What this task involves >> Looking through the material below, say how many lines contain the string "Reagente" and add nothing more.

----------

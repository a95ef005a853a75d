// 📊 Billing Aggregation - group line items by guide number
// Descriptive fields take the first non-empty value in ingestion order,
// quantities and amounts are summed, dates collapse to a min/max range.

use crate::entities::{contains_ignore_case, BillingLine};
use chrono::NaiveDateTime;
use serde::Serialize;
use std::collections::{BTreeMap, HashSet};

const HD_PROGRAM: &str = "HEMODIÁLISE";
const HDF_PROGRAM: &str = "HEMODIAFILTRA";

// ============================================================================
// GUIDE AGGREGATE
// ============================================================================

#[derive(Debug, Clone, PartialEq, Serialize)]
pub struct GuideAggregate {
    pub guide_number: String,
    pub name: String,
    pub registration: String,
    pub batch: String,
    pub treatment_program: String,
    pub plan: String,
    pub quantity: f64,
    pub total: f64,
    pub first_date: Option<NaiveDateTime>,
    pub last_date: Option<NaiveDateTime>,
    pub line_count: usize,
}

impl GuideAggregate {
    fn new(guide_number: &str) -> Self {
        GuideAggregate {
            guide_number: guide_number.to_string(),
            name: String::new(),
            registration: String::new(),
            batch: String::new(),
            treatment_program: String::new(),
            plan: String::new(),
            quantity: 0.0,
            total: 0.0,
            first_date: None,
            last_date: None,
            line_count: 0,
        }
    }

    fn absorb(&mut self, line: &BillingLine) {
        fill_first(&mut self.name, &line.name);
        fill_first(&mut self.registration, &line.registration);
        fill_first(&mut self.batch, &line.batch);
        fill_first(&mut self.treatment_program, &line.treatment_program);
        fill_first(&mut self.plan, &line.plan);

        self.quantity += line.quantity;
        self.total += line.total;
        self.line_count += 1;

        if let Some(date) = line.date {
            self.first_date = Some(self.first_date.map_or(date, |d| d.min(date)));
            self.last_date = Some(self.last_date.map_or(date, |d| d.max(date)));
        }
    }
}

fn fill_first(slot: &mut String, value: &str) {
    if slot.is_empty() && !value.is_empty() {
        *slot = value.to_string();
    }
}

/// One aggregate per non-empty guide number, sorted by patient name.
/// Guides sharing a name stay in guide-number order.
pub fn aggregate_by_guide(lines: &[BillingLine]) -> Vec<GuideAggregate> {
    let mut groups: BTreeMap<&str, GuideAggregate> = BTreeMap::new();

    for line in lines.iter().filter(|l| !l.guide_number.is_empty()) {
        groups
            .entry(line.guide_number.as_str())
            .or_insert_with(|| GuideAggregate::new(&line.guide_number))
            .absorb(line);
    }

    let mut aggregates: Vec<GuideAggregate> = groups.into_values().collect();
    aggregates.sort_by(|a, b| a.name.cmp(&b.name));
    aggregates
}

// ============================================================================
// BILLING SUMMARY
// ============================================================================

#[derive(Debug, Clone, Default, PartialEq, Serialize)]
pub struct BillingSummary {
    pub guide_count: usize,
    pub total_sessions: f64,
    pub hd_sessions: f64,
    pub hdf_sessions: f64,
    pub total_amount: f64,
}

/// Totals over the raw line items (not the per-guide aggregates)
pub fn summarize_billing(lines: &[BillingLine]) -> BillingSummary {
    let guides: HashSet<&str> = lines
        .iter()
        .map(|l| l.guide_number.as_str())
        .filter(|g| !g.is_empty())
        .collect();

    let sum_where = |pred: &dyn Fn(&BillingLine) -> bool| -> f64 {
        lines.iter().filter(|l| pred(l)).map(|l| l.quantity).sum()
    };

    BillingSummary {
        guide_count: guides.len(),
        total_sessions: lines.iter().map(|l| l.quantity).sum(),
        hd_sessions: sum_where(&|l| contains_ignore_case(&l.treatment_program, HD_PROGRAM)),
        hdf_sessions: sum_where(&|l| contains_ignore_case(&l.treatment_program, HDF_PROGRAM)),
        total_amount: lines.iter().map(|l| l.total).sum(),
    }
}

// ============================================================================
// TESTS
// ============================================================================
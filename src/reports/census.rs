// 🏥 Census reports - Geral / Entrada / Saída
// Three views over the same assembled census. For a fixed period each row
// lands in exactly one view:
//   Saída   → has an exit label
//   Entrada → no exit, admitted within the period
//   Geral   → no exit, admitted outside the period (or never dated)

use super::{Report, ReportKind, ReportParams};
use crate::db::TableStore;
use crate::error::ReportError;
use crate::format::format_optional_date;
use crate::presentation::{Cell, LayoutHints, PresentationTable, Summary};
use crate::reconciliation::{assemble_census, CensusRow};
use crate::schema::Dataset;
use serde::Serialize;

const REQUIRED: &[Dataset] = &[
    Dataset::LaudosApac,
    Dataset::EstatisticaMensal,
    Dataset::EventosCateter,
    Dataset::FaturamentoGeral,
];

#[derive(Debug, Clone, Copy, PartialEq, Eq, Serialize)]
pub enum CensusView {
    Geral,
    Entrada,
    Saida,
}

impl CensusView {
    /// Bucket a single row falls into for `params`' period
    pub fn of(row: &CensusRow, params: &ReportParams) -> CensusView {
        if row.has_exit() {
            CensusView::Saida
        } else if row
            .entry_date
            .as_ref()
            .is_some_and(|d| params.period.contains(d))
        {
            CensusView::Entrada
        } else {
            CensusView::Geral
        }
    }
}

pub struct CensusReport {
    view: CensusView,
    params: ReportParams,
}

impl CensusReport {
    pub fn new(view: CensusView, params: ReportParams) -> Self {
        CensusReport { view, params }
    }

    pub fn view(&self) -> CensusView {
        self.view
    }
}

impl Report for CensusReport {
    type Row = CensusRow;

    fn kind(&self) -> ReportKind {
        match self.view {
            CensusView::Geral => ReportKind::Geral,
            CensusView::Entrada => ReportKind::Entrada,
            CensusView::Saida => ReportKind::Saida,
        }
    }

    fn title(&self) -> String {
        let prefix = match self.view {
            CensusView::Geral => "Geral",
            CensusView::Entrada => "Entradas",
            CensusView::Saida => "Saídas",
        };
        format!(
            "{prefix} - {} - {}",
            self.params.clinic_label(),
            self.params.period.label()
        )
    }

    fn sheet_name(&self) -> &'static str {
        match self.view {
            CensusView::Geral => "Geral",
            CensusView::Entrada => "Entradas",
            CensusView::Saida => "Saídas",
        }
    }

    fn required_datasets(&self) -> &'static [Dataset] {
        REQUIRED
    }

    fn clinic(&self) -> Option<&str> {
        self.params.clinic.as_deref()
    }

    fn get_data(&self, store: &TableStore) -> Result<Vec<CensusRow>, ReportError> {
        Ok(assemble_census(store)?)
    }

    fn filter(&self, rows: Vec<CensusRow>) -> Vec<CensusRow> {
        rows.into_iter()
            .filter(|row| CensusView::of(row, &self.params) == self.view)
            .collect()
    }

    fn summarize(&self, rows: &[CensusRow]) -> Summary {
        let hd: i64 = rows.iter().map(|r| r.regular_sessions).sum();
        let extras: i64 = rows.iter().map(|r| r.extra_sessions).sum();
        let cdl = rows.iter().filter(|r| r.cdl).count() as i64;
        let patients = rows.len() as i64;

        let summary = match self.view {
            CensusView::Entrada => Summary::new()
                .int("Total de Pacientes na Listagem", patients)
                .int("Total de Sessões HD", hd)
                .int("Total de Sessões Extras", extras)
                .int("Total de Sessões (HD + Extras)", hd + extras)
                .int("Total de Colocações de CDL (SUS)", cdl),
            CensusView::Geral | CensusView::Saida => Summary::new()
                .int("Pacientes na Listagem", patients)
                .int("Sessões Totais", hd + extras)
                .int("Sessões HD", hd)
                .int("Sessões Extras", extras)
                .int("Colocações de CDL", cdl),
        };

        summary
            .int("Total HBV", rows.iter().filter(|r| r.serology.hbv).count() as i64)
            .int("Total HCV", rows.iter().filter(|r| r.serology.hcv).count() as i64)
            .int("Total HIV", rows.iter().filter(|r| r.serology.hiv).count() as i64)
    }

    fn to_table(&self, rows: &[CensusRow]) -> PresentationTable {
        let columns: &[&str] = match self.view {
            CensusView::Geral => &["Nome", "Nº APAC", "HD", "Extras", "CDL", "Observação"],
            CensusView::Entrada => &["Nome", "Nº APAC", "HD", "Extras", "CDL", "Entrada", "Observação"],
            CensusView::Saida => &["Nome", "Nº APAC", "HD", "Extras", "CDL", "Saída", "Observação"],
        };

        let mut table = PresentationTable::new(columns);
        for row in rows {
            let mut cells = vec![
                Cell::text(&row.name),
                Cell::text(&row.apac_number),
                Cell::int_or_blank(row.regular_sessions),
                Cell::int_or_blank(row.extra_sessions),
                Cell::text(row.cdl_label()),
            ];
            match self.view {
                CensusView::Geral => {}
                CensusView::Entrada => cells.push(Cell::text(format_optional_date(row.entry_date.as_ref()))),
                CensusView::Saida => cells.push(Cell::text(&row.exit_label)),
            }
            cells.push(Cell::text(row.serology.to_string()));
            table.push_row(cells);
        }
        table
    }

    fn layout(&self) -> LayoutHints {
        let widths: &[&str] = match self.view {
            CensusView::Geral => &["30%", "20%", "7%", "10%", "7%", "26%"],
            CensusView::Entrada => &["28%", "15%", "7%", "9%", "9%", "10%", "22%"],
            CensusView::Saida => &["28%", "15%", "7%", "8%", "7%", "12%", "23%"],
        };
        LayoutHints::portrait().with_widths(widths)
    }
}

// ============================================================================
// TESTS
// ============================================================================
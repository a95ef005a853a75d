// ⚠️ Error taxonomy
// Structural failures (unknown dataset, column-count mismatch, missing upstream
// data, unsupported export target) are typed here. Value-level parse failures
// never become errors: they degrade to null/zero inside the parser.

use crate::schema::Dataset;
use std::path::PathBuf;
use thiserror::Error;

#[derive(Debug, Clone, PartialEq, Eq, Error)]
pub enum SchemaError {
    #[error("unknown dataset '{0}'")]
    UnknownDataset(String),
}

/// Errors raised while reading or normalizing one import file
#[derive(Debug, Error)]
pub enum IngestError {
    #[error(transparent)]
    Schema(#[from] SchemaError),

    #[error("failed to read file {path}: {source}")]
    FileRead {
        path: PathBuf,
        #[source]
        source: std::io::Error,
    },

    #[error("failed to parse delimited data for {dataset}: {source}")]
    Csv {
        dataset: Dataset,
        #[source]
        source: csv::Error,
    },

    #[error("{dataset}: column count mismatch, expected {expected}, got {actual}")]
    ColumnCountMismatch {
        dataset: Dataset,
        expected: usize,
        actual: usize,
    },

    #[error(transparent)]
    Store(#[from] StoreError),
}

#[derive(Debug, Error)]
pub enum StoreError {
    #[error("failed to open database {path}: {source}")]
    Open {
        path: PathBuf,
        #[source]
        source: rusqlite::Error,
    },

    #[error("database error on table {table}: {source}")]
    Table {
        table: &'static str,
        #[source]
        source: rusqlite::Error,
    },

    #[error("database error: {0}")]
    Sqlite(#[from] rusqlite::Error),
}

impl StoreError {
    pub(crate) fn on(dataset: Dataset) -> impl FnOnce(rusqlite::Error) -> StoreError {
        move |source| StoreError::Table {
            table: dataset.table_name(),
            source,
        }
    }
}

#[derive(Debug, Error)]
pub enum ExportError {
    #[error("export format '{0}' is not supported")]
    Unsupported(String),

    #[error("failed to write {path}: {source}")]
    Io {
        path: PathBuf,
        #[source]
        source: std::io::Error,
    },

    #[error("failed to write spreadsheet: {0}")]
    Csv(#[from] csv::Error),

    #[error("failed to serialize document: {0}")]
    Json(#[from] serde_json::Error),
}

#[derive(Debug, Error)]
pub enum ReportError {
    #[error("unknown report '{0}'")]
    UnknownReport(String),

    #[error("invalid reference period {month:02}/{year}")]
    InvalidPeriod { month: u32, year: i32 },

    #[error("missing upstream data: {} (import these datasets first)", join_datasets(.datasets))]
    MissingUpstreamData { datasets: Vec<Dataset> },

    #[error("no data found for report '{title}'")]
    NoData { title: String },

    #[error(transparent)]
    Store(#[from] StoreError),

    #[error(transparent)]
    Export(#[from] ExportError),
}

fn join_datasets(datasets: &[Dataset]) -> String {
    datasets
        .iter()
        .map(|d| d.table_name())
        .collect::<Vec<_>>()
        .join(", ")
}
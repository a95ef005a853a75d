// 🏗️ Ingestion Normalizer
// Turns one `;`-delimited Latin-1 extract into canonical typed records.
//
// Pipeline per file:
//   decode → skip banner line → positional columns → trim → coerce → drop
//   rows without a name → stamp every row with one import timestamp

use crate::error::IngestError;
use crate::schema::{ColumnKind, Dataset, DatasetSchema, NAME_COLUMN};
use chrono::{Local, NaiveDateTime, Timelike};
use csv::ReaderBuilder;
use encoding_rs::WINDOWS_1252;
use serde::Serialize;
use tracing::debug;

/// Pattern used by the source system for every date column
pub const INPUT_DATE_FORMAT: &str = "%d/%m/%Y %H:%M:%S";

/// Pattern used for dates and batch timestamps inside the store
pub const STORAGE_DATE_FORMAT: &str = "%Y-%m-%d %H:%M:%S";

pub const FIELD_DELIMITER: u8 = b';';

// ============================================================================
// CELL VALUES
// ============================================================================

/// One coerced cell. The parse-or-default contract lives in the constructors
/// below: dates degrade to `Date(None)`, numbers degrade to zero.
#[derive(Debug, Clone, PartialEq, Serialize)]
#[serde(untagged)]
pub enum Value {
    Text(String),
    Date(Option<NaiveDateTime>),
    Number(f64),
    Integer(i64),
}

impl Value {
    /// Coerce a trimmed raw cell according to its column kind
    pub fn coerce(raw: &str, kind: ColumnKind) -> Value {
        match kind {
            ColumnKind::Text => Value::Text(raw.to_string()),
            ColumnKind::Date => Value::Date(parse_date(raw)),
            ColumnKind::Number => Value::Number(parse_number(raw)),
            ColumnKind::Integer => Value::Integer(parse_number(raw).trunc() as i64),
        }
    }

    pub fn as_text(&self) -> &str {
        match self {
            Value::Text(s) => s,
            _ => "",
        }
    }
}

/// `dd/mm/yyyy HH:MM:SS` → timestamp; anything else → `None`
pub fn parse_date(raw: &str) -> Option<NaiveDateTime> {
    NaiveDateTime::parse_from_str(raw.trim(), INPUT_DATE_FORMAT).ok()
}

/// Comma-decimal number → f64; anything unparsable (or non-finite) → 0.0
pub fn parse_number(raw: &str) -> f64 {
    raw.trim()
        .replace(',', ".")
        .parse::<f64>()
        .ok()
        .filter(|n| n.is_finite())
        .unwrap_or(0.0)
}

// ============================================================================
// CANONICAL RECORD
// ============================================================================

/// One normalized row, values aligned with the dataset's canonical columns
#[derive(Debug, Clone, PartialEq)]
pub struct Record {
    pub dataset: Dataset,
    pub values: Vec<Value>,
    pub imported_at: NaiveDateTime,
}

impl Record {
    pub fn schema(&self) -> &'static DatasetSchema {
        self.dataset.schema()
    }

    pub fn get(&self, column: &str) -> Option<&Value> {
        self.schema()
            .canonical_index(column)
            .and_then(|i| self.values.get(i))
    }

    /// Text value of `column`, empty when missing or not a text column
    pub fn text(&self, column: &str) -> &str {
        self.get(column).map(Value::as_text).unwrap_or("")
    }

    pub fn date(&self, column: &str) -> Option<NaiveDateTime> {
        match self.get(column) {
            Some(Value::Date(d)) => *d,
            _ => None,
        }
    }

    pub fn number(&self, column: &str) -> f64 {
        match self.get(column) {
            Some(Value::Number(n)) => *n,
            Some(Value::Integer(i)) => *i as f64,
            _ => 0.0,
        }
    }

    pub fn integer(&self, column: &str) -> i64 {
        match self.get(column) {
            Some(Value::Integer(i)) => *i,
            Some(Value::Number(n)) => n.trunc() as i64,
            _ => 0,
        }
    }

    pub fn name(&self) -> &str {
        self.text(NAME_COLUMN)
    }
}

// ============================================================================
// NORMALIZED TABLE
// ============================================================================

#[derive(Debug, Clone)]
pub struct NormalizedTable {
    pub dataset: Dataset,
    pub imported_at: NaiveDateTime,
    pub records: Vec<Record>,
    /// Data rows read from the file (banner excluded)
    pub rows_read: usize,
    /// Rows discarded because the name was empty
    pub rows_dropped: usize,
}

impl NormalizedTable {
    /// A file whose every row lacked a name: a no-op import, not an error
    pub fn is_empty(&self) -> bool {
        self.records.is_empty()
    }

    pub fn len(&self) -> usize {
        self.records.len()
    }
}

// ============================================================================
// NORMALIZER
// ============================================================================

/// Normalize `bytes` for `dataset`, stamped with the current local time
pub fn normalize(bytes: &[u8], dataset: Dataset) -> Result<NormalizedTable, IngestError> {
    let now = Local::now().naive_local();
    // Batch timestamps are stored at second precision
    let imported_at = now.with_nanosecond(0).unwrap_or(now);
    normalize_at(bytes, dataset, imported_at)
}

/// Normalize `bytes` for `dataset` with an explicit batch timestamp
pub fn normalize_at(
    bytes: &[u8],
    dataset: Dataset,
    imported_at: NaiveDateTime,
) -> Result<NormalizedTable, IngestError> {
    let schema = dataset.schema();
    let text = decode_latin1(bytes);
    let body = skip_banner(&text);

    let mut reader = ReaderBuilder::new()
        .delimiter(FIELD_DELIMITER)
        .has_headers(false)
        .flexible(true)
        .from_reader(body.as_bytes());

    let expected = schema.raw_column_count();
    let name_index = schema.raw_index(NAME_COLUMN).unwrap_or(0);
    let projection: Vec<(usize, ColumnKind)> = schema
        .canonical_columns
        .iter()
        .map(|column| {
            let raw = schema.raw_index(column).unwrap_or(usize::MAX);
            (raw, schema.column_kind(column))
        })
        .collect();

    let mut records = Vec::new();
    let mut rows_read = 0;
    let mut rows_dropped = 0;
    let mut column_count: Option<usize> = None;

    for result in reader.records() {
        let row = result.map_err(|source| IngestError::Csv { dataset, source })?;

        // Shape comes from the first data row; later rows may be shorter
        // (missing trailing cells) but never wider.
        let width = row.len();
        match column_count {
            None if width != expected => {
                return Err(IngestError::ColumnCountMismatch { dataset, expected, actual: width });
            }
            None => column_count = Some(width),
            Some(_) if width > expected => {
                return Err(IngestError::ColumnCountMismatch { dataset, expected, actual: width });
            }
            Some(_) => {}
        }
        rows_read += 1;

        let cell = |i: usize| row.get(i).map(str::trim).unwrap_or("");

        if cell(name_index).is_empty() {
            rows_dropped += 1;
            debug!(dataset = %dataset, row = rows_read, "dropping row without name");
            continue;
        }

        let values = projection
            .iter()
            .map(|(raw, kind)| Value::coerce(cell(*raw), *kind))
            .collect();

        records.push(Record { dataset, values, imported_at });
    }

    debug!(
        dataset = %dataset,
        rows_read,
        rows_dropped,
        kept = records.len(),
        "normalized import file"
    );

    Ok(NormalizedTable {
        dataset,
        imported_at,
        records,
        rows_read,
        rows_dropped,
    })
}

/// Latin-1 extracts are decoded as Windows-1252 (its superset for printable text)
pub fn decode_latin1(bytes: &[u8]) -> String {
    let (text, _had_errors) = WINDOWS_1252.decode_without_bom_handling(bytes);
    text.into_owned()
}

/// Drop the first line (a title banner, never a header)
fn skip_banner(text: &str) -> &str {
    match text.find('\n') {
        Some(pos) => &text[pos + 1..],
        None => "",
    }
}

// ============================================================================
// TESTS
// ============================================================================

#[cfg(test)]
mod tests {
    use super::*;
    use chrono::NaiveDate;

    fn batch_time() -> NaiveDateTime {
        NaiveDate::from_ymd_opt(2024, 3, 5)
            .unwrap()
            .and_hms_opt(10, 0, 0)
            .unwrap()
    }

    fn sessions_file(rows: &[&str]) -> Vec<u8> {
        let mut text = String::from("Relatorio de sessoes HD - Marco/2024\n");
        for row in rows {
            text.push_str(row);
            text.push('\n');
        }
        text.into_bytes()
    }

    #[test]
    fn test_parse_number_comma_decimal() {
        assert_eq!(parse_number("1,5"), 1.5);
        assert_eq!(parse_number(" 12 "), 12.0);
        assert_eq!(parse_number("abc"), 0.0);
        assert_eq!(parse_number(""), 0.0);
        assert_eq!(parse_number("1.234,56"), 0.0);
        assert_eq!(parse_number("NaN"), 0.0);
    }

    #[test]
    fn test_parse_date_fixed_pattern() {
        let parsed = parse_date("05/03/2024 14:30:00").unwrap();
        assert_eq!(parsed.to_string(), "2024-03-05 14:30:00");

        assert_eq!(parse_date("2024-03-05"), None);
        assert_eq!(parse_date("05/03/2024"), None);
        assert_eq!(parse_date(""), None);
    }

    #[test]
    fn test_integer_columns_truncate() {
        assert_eq!(Value::coerce("12,9", ColumnKind::Integer), Value::Integer(12));
        assert_eq!(Value::coerce("x", ColumnKind::Integer), Value::Integer(0));
    }

    #[test]
    fn test_normalize_sessions() {
        let bytes = sessions_file(&[
            "  Maria Silva ;SUS;12;1,0;2;0;;15",
            "Jose Souza;SUS;x;0;0;1;;13",
        ]);

        let table = normalize_at(&bytes, Dataset::SessoesHd, batch_time()).unwrap();

        assert_eq!(table.len(), 2);
        assert_eq!(table.rows_read, 2);
        assert_eq!(table.rows_dropped, 0);

        let maria = &table.records[0];
        assert_eq!(maria.name(), "Maria Silva");
        assert_eq!(maria.integer("hd_normais"), 12);
        assert_eq!(maria.integer("hd_extras"), 1);
        assert_eq!(maria.integer("hd_remarcadas"), 2);
        assert_eq!(maria.imported_at, batch_time());

        // Unparsable count degrades to zero, row is kept
        assert_eq!(table.records[1].integer("hd_normais"), 0);
    }

    #[test]
    fn test_rows_without_name_are_dropped() {
        let bytes = sessions_file(&[
            ";SUS;12;0;0;0;;12",
            "   ;SUS;3;0;0;0;;3",
            "Ana Lima;SUS;10;0;0;0;;10",
        ]);

        let table = normalize_at(&bytes, Dataset::SessoesHd, batch_time()).unwrap();

        assert_eq!(table.len(), 1);
        assert_eq!(table.rows_dropped, 2);
        assert!(table.records.iter().all(|r| !r.name().is_empty()));
    }

    #[test]
    fn test_all_rows_unnamed_is_empty_not_error() {
        let bytes = sessions_file(&[";SUS;12;0;0;0;;12"]);
        let table = normalize_at(&bytes, Dataset::SessoesHd, batch_time()).unwrap();
        assert!(table.is_empty());
    }

    #[test]
    fn test_column_count_mismatch() {
        let bytes = sessions_file(&["Maria Silva;SUS;12;0;0"]);
        let err = normalize_at(&bytes, Dataset::SessoesHd, batch_time()).unwrap_err();

        match err {
            IngestError::ColumnCountMismatch { dataset, expected, actual } => {
                assert_eq!(dataset, Dataset::SessoesHd);
                assert_eq!(expected, 8);
                assert_eq!(actual, 5);
            }
            other => panic!("unexpected error: {other}"),
        }
    }

    #[test]
    fn test_wider_later_row_rejects_file() {
        let bytes = sessions_file(&[
            "Maria Silva;SUS;12;0;0;0;;12",
            "Jose Souza;SUS;12;0;0;0;;12;extra",
        ]);
        let err = normalize_at(&bytes, Dataset::SessoesHd, batch_time()).unwrap_err();
        assert!(matches!(err, IngestError::ColumnCountMismatch { actual: 9, .. }));
    }

    #[test]
    fn test_dates_and_latin1() {
        // "Colocação" and "Duplo Lúmen" encoded as Latin-1 bytes
        let mut bytes = b"Eventos\n".to_vec();
        bytes.extend_from_slice(b"05/03/2024 08:00:00;Cateter;Maria Silva;Coloca\xe7\xe3o;Duplo L\xfamen HD;Jugular;SUS;;;;;;;\n");
        bytes.extend_from_slice(b"31/02/2024 08:00:00;Cateter;Jose Souza;Retirada;Longa Perm. HD;Jugular;SUS;;;;;;;\n");

        let table = normalize_at(&bytes, Dataset::EventosCateter, batch_time()).unwrap();
        assert_eq!(table.len(), 2);

        let first = &table.records[0];
        assert_eq!(first.text("evento"), "Colocação");
        assert_eq!(first.text("tipo"), "Duplo Lúmen HD");
        assert_eq!(first.date("data").unwrap().to_string(), "2024-03-05 08:00:00");

        // Invalid calendar date becomes null, row survives
        assert_eq!(table.records[1].date("data"), None);
        assert_eq!(table.records[1].text("evento"), "Retirada");
    }

    #[test]
    fn test_banner_only_file_is_empty() {
        let table = normalize_at(b"Banner only", Dataset::SessoesHd, batch_time()).unwrap();
        assert!(table.is_empty());
        assert_eq!(table.rows_read, 0);
    }

    #[test]
    fn test_canonical_projection_reorders_and_subsets() {
        let mut row = vec![""; 21];
        row[1] = "Maria Silva";
        row[6] = "10/01/2024 00:00:00";
        row[12] = "Não Reagente";
        row[13] = "Reagente";
        let text = format!("banner\n{}\n", row.join(";"));

        let table = normalize_at(text.as_bytes(), Dataset::EstatisticaMensal, batch_time()).unwrap();
        let record = &table.records[0];

        assert_eq!(record.values.len(), 7);
        assert_eq!(record.name(), "Maria Silva");
        assert_eq!(record.text("hbsag"), "Reagente");
        assert!(record.date("dt_entr").is_some());
        assert_eq!(record.get("cpf"), None);
    }
}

----------

Solution to this task >> 3